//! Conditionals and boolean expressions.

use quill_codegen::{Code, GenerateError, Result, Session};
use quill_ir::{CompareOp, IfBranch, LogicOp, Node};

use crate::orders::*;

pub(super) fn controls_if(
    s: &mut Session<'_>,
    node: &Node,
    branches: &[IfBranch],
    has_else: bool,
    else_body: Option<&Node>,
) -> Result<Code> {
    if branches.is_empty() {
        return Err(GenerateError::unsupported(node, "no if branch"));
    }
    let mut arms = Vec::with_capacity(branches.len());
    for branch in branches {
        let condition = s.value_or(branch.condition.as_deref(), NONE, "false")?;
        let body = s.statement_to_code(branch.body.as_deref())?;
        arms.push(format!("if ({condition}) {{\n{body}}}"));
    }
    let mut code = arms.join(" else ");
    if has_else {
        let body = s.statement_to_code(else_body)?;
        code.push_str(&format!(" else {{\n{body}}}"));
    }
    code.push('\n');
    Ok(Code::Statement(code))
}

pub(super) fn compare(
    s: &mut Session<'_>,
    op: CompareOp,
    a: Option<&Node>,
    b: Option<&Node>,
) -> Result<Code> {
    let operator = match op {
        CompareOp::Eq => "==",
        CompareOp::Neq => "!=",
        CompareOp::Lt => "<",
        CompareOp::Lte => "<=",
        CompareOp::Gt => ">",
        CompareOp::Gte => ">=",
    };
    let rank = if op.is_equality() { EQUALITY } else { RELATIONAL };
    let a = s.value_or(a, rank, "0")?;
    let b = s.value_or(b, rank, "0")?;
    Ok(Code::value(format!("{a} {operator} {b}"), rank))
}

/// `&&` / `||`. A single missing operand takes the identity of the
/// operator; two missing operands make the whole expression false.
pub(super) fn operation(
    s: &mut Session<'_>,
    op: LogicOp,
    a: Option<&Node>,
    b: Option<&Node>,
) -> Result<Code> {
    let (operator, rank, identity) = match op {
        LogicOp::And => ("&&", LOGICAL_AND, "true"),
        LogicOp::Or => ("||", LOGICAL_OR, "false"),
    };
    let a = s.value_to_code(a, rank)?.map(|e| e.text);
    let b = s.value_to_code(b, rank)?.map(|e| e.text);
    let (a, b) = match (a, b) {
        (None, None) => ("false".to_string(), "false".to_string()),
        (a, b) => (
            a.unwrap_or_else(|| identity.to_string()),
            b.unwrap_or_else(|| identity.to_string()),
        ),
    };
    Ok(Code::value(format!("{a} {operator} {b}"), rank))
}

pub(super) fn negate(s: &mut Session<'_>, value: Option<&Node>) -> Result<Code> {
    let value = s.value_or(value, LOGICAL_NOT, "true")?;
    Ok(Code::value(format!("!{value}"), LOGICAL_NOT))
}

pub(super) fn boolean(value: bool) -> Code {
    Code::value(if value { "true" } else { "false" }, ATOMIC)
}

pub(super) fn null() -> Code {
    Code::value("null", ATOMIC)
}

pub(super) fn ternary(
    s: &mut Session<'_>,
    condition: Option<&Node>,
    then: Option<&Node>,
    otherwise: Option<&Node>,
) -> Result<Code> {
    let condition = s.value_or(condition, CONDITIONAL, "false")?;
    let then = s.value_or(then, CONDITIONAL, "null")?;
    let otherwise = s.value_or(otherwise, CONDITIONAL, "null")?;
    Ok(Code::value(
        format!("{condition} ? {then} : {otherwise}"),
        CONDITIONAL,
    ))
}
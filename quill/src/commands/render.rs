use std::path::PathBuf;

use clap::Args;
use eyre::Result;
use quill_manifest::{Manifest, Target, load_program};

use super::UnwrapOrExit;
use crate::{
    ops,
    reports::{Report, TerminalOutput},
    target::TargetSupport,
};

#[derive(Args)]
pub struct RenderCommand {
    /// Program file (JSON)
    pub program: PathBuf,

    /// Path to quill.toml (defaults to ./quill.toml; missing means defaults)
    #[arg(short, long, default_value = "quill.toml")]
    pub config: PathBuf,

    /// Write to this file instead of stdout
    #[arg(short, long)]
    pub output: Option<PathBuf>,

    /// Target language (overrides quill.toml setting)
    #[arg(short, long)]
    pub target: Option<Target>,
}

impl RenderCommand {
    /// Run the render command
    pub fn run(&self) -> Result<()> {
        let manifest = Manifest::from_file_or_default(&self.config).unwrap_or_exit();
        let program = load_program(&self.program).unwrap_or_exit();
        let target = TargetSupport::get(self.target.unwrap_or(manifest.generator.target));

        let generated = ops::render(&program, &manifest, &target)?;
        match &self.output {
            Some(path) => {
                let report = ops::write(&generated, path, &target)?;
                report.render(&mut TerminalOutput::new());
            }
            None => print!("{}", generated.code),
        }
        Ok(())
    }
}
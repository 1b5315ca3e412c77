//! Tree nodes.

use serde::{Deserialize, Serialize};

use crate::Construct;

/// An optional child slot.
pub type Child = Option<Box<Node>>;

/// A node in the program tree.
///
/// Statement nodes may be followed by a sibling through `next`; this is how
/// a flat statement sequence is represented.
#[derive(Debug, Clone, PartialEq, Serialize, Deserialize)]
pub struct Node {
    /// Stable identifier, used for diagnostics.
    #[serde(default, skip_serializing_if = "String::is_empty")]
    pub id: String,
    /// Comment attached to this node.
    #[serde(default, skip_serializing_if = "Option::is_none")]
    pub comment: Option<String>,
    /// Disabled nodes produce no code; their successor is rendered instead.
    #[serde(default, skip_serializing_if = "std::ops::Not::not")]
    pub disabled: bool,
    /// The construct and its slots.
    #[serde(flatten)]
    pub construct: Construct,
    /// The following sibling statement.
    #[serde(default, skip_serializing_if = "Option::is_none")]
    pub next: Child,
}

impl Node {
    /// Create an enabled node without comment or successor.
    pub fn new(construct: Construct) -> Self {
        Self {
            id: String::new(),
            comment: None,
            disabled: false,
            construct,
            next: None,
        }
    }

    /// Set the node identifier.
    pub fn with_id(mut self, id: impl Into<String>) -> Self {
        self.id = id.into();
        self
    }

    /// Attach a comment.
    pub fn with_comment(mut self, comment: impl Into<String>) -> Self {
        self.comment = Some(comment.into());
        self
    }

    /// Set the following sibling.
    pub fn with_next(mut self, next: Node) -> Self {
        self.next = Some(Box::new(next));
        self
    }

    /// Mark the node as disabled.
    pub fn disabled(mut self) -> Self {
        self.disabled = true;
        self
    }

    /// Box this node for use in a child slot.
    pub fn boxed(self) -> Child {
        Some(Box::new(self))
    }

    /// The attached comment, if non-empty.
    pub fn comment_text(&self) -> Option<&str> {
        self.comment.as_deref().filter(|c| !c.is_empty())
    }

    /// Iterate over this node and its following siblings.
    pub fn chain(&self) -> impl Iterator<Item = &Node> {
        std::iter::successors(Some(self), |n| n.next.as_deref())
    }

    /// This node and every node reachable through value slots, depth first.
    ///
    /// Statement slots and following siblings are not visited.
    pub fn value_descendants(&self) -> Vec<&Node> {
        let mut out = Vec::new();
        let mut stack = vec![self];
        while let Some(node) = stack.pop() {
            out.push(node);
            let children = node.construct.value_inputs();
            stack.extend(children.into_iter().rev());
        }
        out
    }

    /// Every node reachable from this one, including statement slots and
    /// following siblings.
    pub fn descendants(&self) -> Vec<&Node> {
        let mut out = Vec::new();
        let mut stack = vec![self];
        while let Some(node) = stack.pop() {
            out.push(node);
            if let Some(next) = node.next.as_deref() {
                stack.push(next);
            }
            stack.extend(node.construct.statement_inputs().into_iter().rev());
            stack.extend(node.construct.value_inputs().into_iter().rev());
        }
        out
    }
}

----

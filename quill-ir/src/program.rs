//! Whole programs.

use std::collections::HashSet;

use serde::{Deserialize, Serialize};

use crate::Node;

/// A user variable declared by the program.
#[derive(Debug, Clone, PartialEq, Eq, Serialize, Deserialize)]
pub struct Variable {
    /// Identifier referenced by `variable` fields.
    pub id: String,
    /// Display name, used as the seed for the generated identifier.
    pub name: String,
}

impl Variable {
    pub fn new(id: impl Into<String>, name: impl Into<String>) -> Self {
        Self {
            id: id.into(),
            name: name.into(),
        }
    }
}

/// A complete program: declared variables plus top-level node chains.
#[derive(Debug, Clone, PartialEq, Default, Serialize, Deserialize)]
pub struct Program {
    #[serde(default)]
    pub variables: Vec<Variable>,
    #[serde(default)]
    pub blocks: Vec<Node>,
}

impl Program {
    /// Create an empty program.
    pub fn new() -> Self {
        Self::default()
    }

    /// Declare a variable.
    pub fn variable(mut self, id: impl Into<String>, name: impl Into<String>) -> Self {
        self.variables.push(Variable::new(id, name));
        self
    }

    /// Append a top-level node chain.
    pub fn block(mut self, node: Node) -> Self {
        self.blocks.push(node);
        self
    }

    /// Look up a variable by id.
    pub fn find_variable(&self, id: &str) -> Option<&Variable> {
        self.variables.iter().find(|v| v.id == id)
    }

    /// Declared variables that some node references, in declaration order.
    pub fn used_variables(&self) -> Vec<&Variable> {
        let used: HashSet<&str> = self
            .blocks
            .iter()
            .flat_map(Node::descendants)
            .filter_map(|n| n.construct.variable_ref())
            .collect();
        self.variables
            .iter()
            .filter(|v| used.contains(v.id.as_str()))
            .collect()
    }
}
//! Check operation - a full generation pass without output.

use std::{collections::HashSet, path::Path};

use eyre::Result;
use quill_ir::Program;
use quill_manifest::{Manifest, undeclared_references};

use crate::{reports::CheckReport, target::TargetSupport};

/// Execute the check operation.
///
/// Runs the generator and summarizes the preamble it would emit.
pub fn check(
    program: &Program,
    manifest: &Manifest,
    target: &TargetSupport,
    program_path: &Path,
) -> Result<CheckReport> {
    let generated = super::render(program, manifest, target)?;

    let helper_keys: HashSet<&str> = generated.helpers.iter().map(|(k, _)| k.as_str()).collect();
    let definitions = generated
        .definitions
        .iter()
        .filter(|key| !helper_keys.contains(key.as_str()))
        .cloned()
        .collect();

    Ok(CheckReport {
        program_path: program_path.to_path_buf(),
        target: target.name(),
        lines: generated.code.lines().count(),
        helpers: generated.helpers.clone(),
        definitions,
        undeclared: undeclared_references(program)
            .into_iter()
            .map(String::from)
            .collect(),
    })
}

----

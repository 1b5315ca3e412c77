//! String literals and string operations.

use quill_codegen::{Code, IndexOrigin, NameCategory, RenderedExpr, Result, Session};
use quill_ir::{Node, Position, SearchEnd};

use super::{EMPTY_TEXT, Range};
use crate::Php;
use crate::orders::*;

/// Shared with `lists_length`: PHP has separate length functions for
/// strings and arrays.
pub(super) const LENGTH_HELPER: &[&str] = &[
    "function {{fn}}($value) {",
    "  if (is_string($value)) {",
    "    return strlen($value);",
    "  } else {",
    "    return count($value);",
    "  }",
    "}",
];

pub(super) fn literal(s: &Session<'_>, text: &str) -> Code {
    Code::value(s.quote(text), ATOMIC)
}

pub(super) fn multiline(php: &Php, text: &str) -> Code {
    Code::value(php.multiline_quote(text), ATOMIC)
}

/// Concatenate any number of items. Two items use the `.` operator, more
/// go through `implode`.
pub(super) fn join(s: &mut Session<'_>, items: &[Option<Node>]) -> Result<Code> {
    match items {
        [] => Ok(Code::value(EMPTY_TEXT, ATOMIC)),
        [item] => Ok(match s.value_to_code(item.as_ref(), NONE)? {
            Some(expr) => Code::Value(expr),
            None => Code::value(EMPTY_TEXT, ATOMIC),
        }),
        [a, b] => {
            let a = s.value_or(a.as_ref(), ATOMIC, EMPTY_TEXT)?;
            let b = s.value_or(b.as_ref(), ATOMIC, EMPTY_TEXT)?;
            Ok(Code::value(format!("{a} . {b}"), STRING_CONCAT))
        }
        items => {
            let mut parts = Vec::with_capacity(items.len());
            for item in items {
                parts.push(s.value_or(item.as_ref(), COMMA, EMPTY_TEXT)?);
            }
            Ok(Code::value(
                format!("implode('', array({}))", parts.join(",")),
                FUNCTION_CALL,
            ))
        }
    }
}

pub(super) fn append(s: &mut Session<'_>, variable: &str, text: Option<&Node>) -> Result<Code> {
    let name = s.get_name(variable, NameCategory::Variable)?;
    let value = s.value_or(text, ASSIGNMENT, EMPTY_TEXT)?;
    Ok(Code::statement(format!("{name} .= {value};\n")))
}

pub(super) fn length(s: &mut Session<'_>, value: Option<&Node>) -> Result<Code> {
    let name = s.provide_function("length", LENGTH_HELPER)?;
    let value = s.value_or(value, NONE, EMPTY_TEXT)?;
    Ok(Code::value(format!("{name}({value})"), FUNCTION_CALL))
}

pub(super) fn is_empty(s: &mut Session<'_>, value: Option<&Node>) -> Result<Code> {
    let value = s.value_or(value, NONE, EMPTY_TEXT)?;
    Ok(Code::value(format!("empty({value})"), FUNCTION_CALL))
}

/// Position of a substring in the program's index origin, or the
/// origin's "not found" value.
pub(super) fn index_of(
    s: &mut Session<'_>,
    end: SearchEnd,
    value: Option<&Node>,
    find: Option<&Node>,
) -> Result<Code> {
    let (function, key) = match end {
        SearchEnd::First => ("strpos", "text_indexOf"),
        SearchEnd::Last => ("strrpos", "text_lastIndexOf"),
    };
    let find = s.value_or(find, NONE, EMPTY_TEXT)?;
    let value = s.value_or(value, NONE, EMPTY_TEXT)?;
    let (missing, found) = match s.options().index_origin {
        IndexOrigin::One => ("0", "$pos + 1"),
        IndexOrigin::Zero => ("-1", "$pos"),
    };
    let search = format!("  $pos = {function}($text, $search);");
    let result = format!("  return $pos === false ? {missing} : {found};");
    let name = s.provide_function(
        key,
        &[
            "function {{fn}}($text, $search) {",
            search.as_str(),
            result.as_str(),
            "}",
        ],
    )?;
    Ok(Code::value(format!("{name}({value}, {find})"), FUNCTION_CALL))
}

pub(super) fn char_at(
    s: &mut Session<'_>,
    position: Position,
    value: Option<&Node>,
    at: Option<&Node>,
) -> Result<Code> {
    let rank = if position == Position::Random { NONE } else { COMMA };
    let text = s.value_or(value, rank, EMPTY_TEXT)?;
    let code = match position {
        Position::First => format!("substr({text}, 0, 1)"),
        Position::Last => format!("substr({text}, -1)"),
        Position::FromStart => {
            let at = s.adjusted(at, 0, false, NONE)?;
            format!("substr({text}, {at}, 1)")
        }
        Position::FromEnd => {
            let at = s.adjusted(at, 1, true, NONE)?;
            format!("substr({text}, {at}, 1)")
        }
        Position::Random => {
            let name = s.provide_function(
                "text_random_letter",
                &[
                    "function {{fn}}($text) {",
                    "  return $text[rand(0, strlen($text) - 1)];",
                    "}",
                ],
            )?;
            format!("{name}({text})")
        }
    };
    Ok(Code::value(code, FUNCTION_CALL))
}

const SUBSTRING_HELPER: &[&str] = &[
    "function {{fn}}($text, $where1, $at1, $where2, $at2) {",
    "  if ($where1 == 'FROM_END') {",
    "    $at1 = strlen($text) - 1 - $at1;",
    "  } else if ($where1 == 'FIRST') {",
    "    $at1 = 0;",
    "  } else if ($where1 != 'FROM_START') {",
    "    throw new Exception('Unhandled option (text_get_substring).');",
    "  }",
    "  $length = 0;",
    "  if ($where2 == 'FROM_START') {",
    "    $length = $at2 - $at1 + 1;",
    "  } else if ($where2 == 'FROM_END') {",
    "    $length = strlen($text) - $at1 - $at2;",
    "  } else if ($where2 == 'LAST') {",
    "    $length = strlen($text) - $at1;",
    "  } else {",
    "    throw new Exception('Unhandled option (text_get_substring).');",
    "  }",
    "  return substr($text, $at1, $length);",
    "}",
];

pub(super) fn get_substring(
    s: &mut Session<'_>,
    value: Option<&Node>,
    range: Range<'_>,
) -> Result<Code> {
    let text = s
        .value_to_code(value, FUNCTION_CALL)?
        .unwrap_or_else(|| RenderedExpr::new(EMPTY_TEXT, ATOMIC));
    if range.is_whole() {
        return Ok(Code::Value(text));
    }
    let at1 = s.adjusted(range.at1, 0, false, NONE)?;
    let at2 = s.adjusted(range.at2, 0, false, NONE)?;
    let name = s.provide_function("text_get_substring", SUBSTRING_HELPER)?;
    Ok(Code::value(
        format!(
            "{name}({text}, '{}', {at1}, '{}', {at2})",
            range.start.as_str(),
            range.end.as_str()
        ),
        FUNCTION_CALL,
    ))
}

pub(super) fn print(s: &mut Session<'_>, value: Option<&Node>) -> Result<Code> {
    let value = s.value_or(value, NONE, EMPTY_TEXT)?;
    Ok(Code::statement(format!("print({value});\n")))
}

----

**Goal of the exercise:**
Take the entries above and return only the lines from the one with "and boolean expressions." to the one with "let mut arms", both included, unchanged.

**Solution:**
//! Conditionals and boolean expressions.

use quill_codegen::{Code, GenerateError, Result, Session};
use quill_ir::{CompareOp, IfBranch, LogicOp, Node};

use crate::orders::*;

pub(super) fn controls_if(
    s: &mut Session<'_>,
    node: &Node,
    branches: &[IfBranch],
    has_else: bool,
    else_body: Option<&Node>,
) -> Result<Code> {
    if branches.is_empty() {
        return Err(GenerateError::unsupported(node, "no if branch"));
    }
    let mut arms = Vec::with_capacity(branches.len());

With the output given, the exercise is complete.